What is being asked -> Find "for prefix in" and "if let Some(temporal)" in the records below. Copy the lines holding them and every line between, exactly, and no others.

========================================

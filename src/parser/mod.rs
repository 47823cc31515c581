//! Free text to [`ParsedQuery`].
//!
//! Two strategies share one return type:
//!
//! ```text
//! text ──► delegate (optional, bounded by a timeout) ──► interpret_response ──┐
//!   │                        │ any error                                      ├─► ParsedQuery
//!   └────────────────────────┴──────────► PatternExtractor::extract ──────────┘
//! ```
//!
//! [`QueryParser::parse`] never fails: delegate problems are logged and the
//! deterministic strategy answers instead.

pub mod delegate;
pub mod numeric;
pub mod openai;
pub mod patterns;

use std::sync::Arc;
use std::time::Duration;

use tracing::{debug, warn};

pub use delegate::{
    build_prompt, interpret_response, Delegate, DelegateError, DelegateResult, DEFAULT_CONFIDENCE,
};
pub use numeric::parse_number;
pub use openai::OpenAiDelegate;
pub use patterns::PatternExtractor;

use crate::model::ParsedQuery;

/// Default bound on one delegate call.
pub const DEFAULT_DELEGATE_TIMEOUT: Duration = Duration::from_millis(2000);

/// Parses free-text queries.
#[derive(Clone)]
pub struct QueryParser {
    delegate: Option<Arc<dyn Delegate>>,
    patterns: PatternExtractor,
    timeout: Duration,
}

impl Default for QueryParser {
    fn default() -> Self {
        Self::deterministic()
    }
}

impl std::fmt::Debug for QueryParser {
    fn fmt(&self, f: &mut std::fmt::Formatter<'_>) -> std::fmt::Result {
        f.debug_struct("QueryParser")
            .field("delegate", &self.delegate.as_ref().map(|d| d.name().to_string()))
            .field("timeout", &self.timeout)
            .finish()
    }
}

impl QueryParser {
    /// A parser that only pattern-matches.
    pub fn deterministic() -> Self {
        Self {
            delegate: None,
            patterns: PatternExtractor::new(),
            timeout: DEFAULT_DELEGATE_TIMEOUT,
        }
    }

    /// A parser that asks `delegate` first.
    pub fn with_delegate(delegate: Arc<dyn Delegate>) -> Self {
        Self {
            delegate: Some(delegate),
            ..Self::deterministic()
        }
    }

    /// Set the bound on one delegate call.
    pub fn with_timeout(mut self, timeout: Duration) -> Self {
        self.timeout = timeout;
        self
    }

    pub fn has_delegate(&self) -> bool {
        self.delegate.is_some()
    }

    pub fn timeout(&self) -> Duration {
        self.timeout
    }

    /// Which strategy configuration produced a parse. Cached parses are only
    /// shared between parsers with the same scope.
    pub fn cache_scope(&self) -> String {
        match &self.delegate {
            Some(delegate) => format!("delegated:{}", delegate.fingerprint()),
            None => "deterministic".to_string(),
        }
    }

    /// Parse `text`, trying the delegate first when one is configured.
    pub async fn parse(&self, text: &str) -> ParsedQuery {
        let Some(delegate) = &self.delegate else {
            return self.parse_deterministic(text);
        };
        if text.trim().is_empty() {
            return self.parse_deterministic(text);
        }

        match self.parse_delegated(delegate.as_ref(), text).await {
            Ok(parsed) => {
                debug!(
                    delegate = delegate.name(),
                    parameters = parsed.parameters.len(),
                    "delegated extraction succeeded"
                );
                parsed
            }
            Err(err) => {
                warn!(
                    delegate = delegate.name(),
                    error = %err,
                    "delegated extraction failed, using patterns"
                );
                self.parse_deterministic(text)
            }
        }
    }

    /// Parse `text` with pattern matching only. Pure.
    pub fn parse_deterministic(&self, text: &str) -> ParsedQuery {
        self.patterns.extract(text)
    }

    async fn parse_delegated(
        &self,
        delegate: &dyn Delegate,
        text: &str,
    ) -> DelegateResult<ParsedQuery> {
        let prompt = build_prompt(text);
        let raw = tokio::time::timeout(self.timeout, delegate.complete(&prompt))
            .await
            .map_err(|_| DelegateError::Timeout)??;
        interpret_response(text, &raw)
    }
}
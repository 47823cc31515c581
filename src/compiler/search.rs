//! Search queries: matching papers with their metadata.

use super::filters::{keyword_filter, range_filter, temporal_filter};
use super::schema::{
    document_field_pattern, document_pattern, measurement_patterns, prefixes, DocumentField,
    MeasurementVars, PAPER_VAR,
};
use super::{CompileOptions, ResultOrder};
use crate::model::ParsedQuery;
use crate::sparql::{var, OrderByExpr, Projection, SelectQuery};

/// Metadata fields every search row carries, after `?paper`.
const RESULT_FIELDS: [DocumentField; 3] = [
    DocumentField::Title,
    DocumentField::Authors,
    DocumentField::PublicationDate,
];

pub(super) fn build(parsed: &ParsedQuery, options: &CompileOptions) -> SelectQuery {
    let mut projection = vec![Projection::var(PAPER_VAR)];
    projection.extend(RESULT_FIELDS.iter().map(|f| Projection::var(f.var())));
    for quantity in parsed.parameters.keys() {
        let vars = MeasurementVars::for_quantity(*quantity);
        projection.push(Projection::var(&vars.value));
        projection.push(Projection::var(&vars.unit));
        projection.push(Projection::var(&vars.normalized));
    }

    let mut query = SelectQuery::new().distinct().select(projection);
    for prefix in prefixes() {
        query = query.prefix(prefix);
    }

    query = query.pattern(document_pattern());
    for field in RESULT_FIELDS {
        if field != DocumentField::Title {
            query = query.pattern(document_field_pattern(field));
        }
    }

    for (quantity, range) in &parsed.parameters {
        query = query.patterns(measurement_patterns(*quantity));
        if let Some(condition) = range_filter(range) {
            query = query.filter(condition);
        }
    }

    if let Some(temporal) = parsed.temporal_constraint {
        query = query.filter(temporal_filter(temporal, options));
    }

    if let Some(condition) = keyword_filter(&parsed.keywords, options.match_abstract) {
        if options.match_abstract {
            query = query.pattern(document_field_pattern(DocumentField::Abstract));
        }
        query = query.filter(condition);
    }

    let newest_first =
        parsed.temporal_constraint.is_some() || options.order == ResultOrder::NewestFirst;
    let title = var(DocumentField::Title.var());
    let order = if newest_first {
        // Undated rows sort last under DESC; title keeps the order total.
        vec![
            OrderByExpr::desc(var(DocumentField::PublicationDate.var())),
            OrderByExpr::new(title),
        ]
    } else {
        vec![OrderByExpr::new(title)]
    };

    query.order_by(order).limit(options.effective_limit())
}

========================================

Response to the task ->
    for prefix in prefixes() {
        query = query.prefix(prefix);
    }

    query = query.pattern(document_pattern());
    for field in RESULT_FIELDS {
        if field != DocumentField::Title {
            query = query.pattern(document_field_pattern(field));
        }
    }

    for (quantity, range) in &parsed.parameters {
        query = query.patterns(measurement_patterns(*quantity));
        if let Some(condition) = range_filter(range) {
            query = query.filter(condition);
        }
    }

    if let Some(temporal) = parsed.temporal_constraint {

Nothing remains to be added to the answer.